I’m an immigrant in a family of immigrants. I’m also an Australian citizen.
I’m writing to you about your decision to abolish the 457 visa: the visa that allows our business, and thousands like us, to sponsor skilled overseas workers to work in Australia.
Seven years ago, I started a company with my brother and my mother – also immigrants. Our company was funded by three investors – including a second generation immigrant.
Today, our company employs almost 50 people. We’re small, but we’re proud. We’re young, growing and close. 45 of our staff are Australian citizens – some also first or second generation immigrants. The rest are talented, dedicated and experienced men and women from all over the world. Their presence in our business adds unique skills, experience and exposure. They help our business to grow. They help our business employ more Australians – and more immigrants.

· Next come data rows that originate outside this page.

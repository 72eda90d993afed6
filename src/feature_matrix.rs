//! Fixed-width numeric design matrix with named columns.

use crate::error::{PipelineError, Result};
use ndarray::{Array2, ArrayView1, Axis};

/// Numeric feature matrix produced by a fitted column transformer.
///
/// Each row is one input record. Column `j` is named `feature_names()[j]`;
/// the names travel with the data so that a model fitted on one column order
/// can refuse a matrix laid out differently.
#[derive(Clone, Debug, PartialEq)]
pub struct FeatureMatrix {
    data: Array2<f64>,
    feature_names: Vec<String>,
}

impl FeatureMatrix {
    /// Pair `data` with its column names.
    ///
    /// # Errors
    /// [`PipelineError::DimensionMismatch`] if the name count differs from the
    /// column count.
    pub fn new(data: Array2<f64>, feature_names: Vec<String>) -> Result<Self> {
        if data.ncols() != feature_names.len() {
            return Err(PipelineError::DimensionMismatch {
                expected: format!("{} feature names", data.ncols()),
                got: format!("{} feature names", feature_names.len()),
            });
        }
        Ok(Self {
            data,
            feature_names,
        })
    }

    /// Build from row vectors, naming columns `x0`, `x1`, ...
    pub fn from_rows(rows: &[Vec<f64>]) -> Result<Self> {
        let n_cols = rows.first().map(Vec::len).unwrap_or(0);
        if let Some((i, row)) = rows.iter().enumerate().find(|(_, r)| r.len() != n_cols) {
            return Err(PipelineError::DimensionMismatch {
                expected: format!("{} values per row", n_cols),
                got: format!("{} values in row {}", row.len(), i),
            });
        }
        let flat: Vec<f64> = rows.iter().flatten().copied().collect();
        let data = Array2::from_shape_vec((rows.len(), n_cols), flat).map_err(|e| {
            PipelineError::DimensionMismatch {
                expected: format!("{}x{}", rows.len(), n_cols),
                got: e.to_string(),
            }
        })?;
        let names = (0..n_cols).map(|j| format!("x{}", j)).collect();
        Self::new(data, names)
    }

    /// Underlying values.
    pub fn data(&self) -> &Array2<f64> {
        &self.data
    }

    /// Column names in positional order.
    pub fn feature_names(&self) -> &[String] {
        &self.feature_names
    }

    pub fn n_rows(&self) -> usize {
        self.data.nrows()
    }

    pub fn n_cols(&self) -> usize {
        self.data.ncols()
    }

    /// Values of the column called `name`.
    pub fn column(&self, name: &str) -> Option<ArrayView1<'_, f64>> {
        self.feature_names
            .iter()
            .position(|n| n == name)
            .map(|j| self.data.index_axis(Axis(1), j))
    }
}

I won’t pretend to know your motivation for abolishing the 457 visa. What I do know is that no matter what is done to dress up the abolition or any replacement – your actions represent a closing of the door for thousands of skilled, able immigrants that could have made brilliant contributions to Australia’s growth. You’ve also created massive uncertainty for Australian businesses that want to work with them.
I’m disappointed, Malcolm.
As an immigrant – as an Australian citizen – I am sad when I look into the eyes of my staff on 457 or working holiday visas. How do I explain to them that Australia is a good place to settle, to work, to grow, to start a family, Malcolm? How do I ask them continue to commit to the growth of our young company. How do I ask them to help us do our small but proud part in sustaining Australia’s economic growth and providing more jobs for Australians and other immigrants?
We’re a tech company too. All about “innovation” and growth. Who will I learn from to make my Australian company more competitive with its foreign counterparts?
I want you to know I’m disappointed, Malcolm. As an Australian, as an entrepreneur, as an employer and as an immigrant. I’m disappointed in the change and I’m disappointed in how your actions and your attitude marry up the promise of your prime ministership.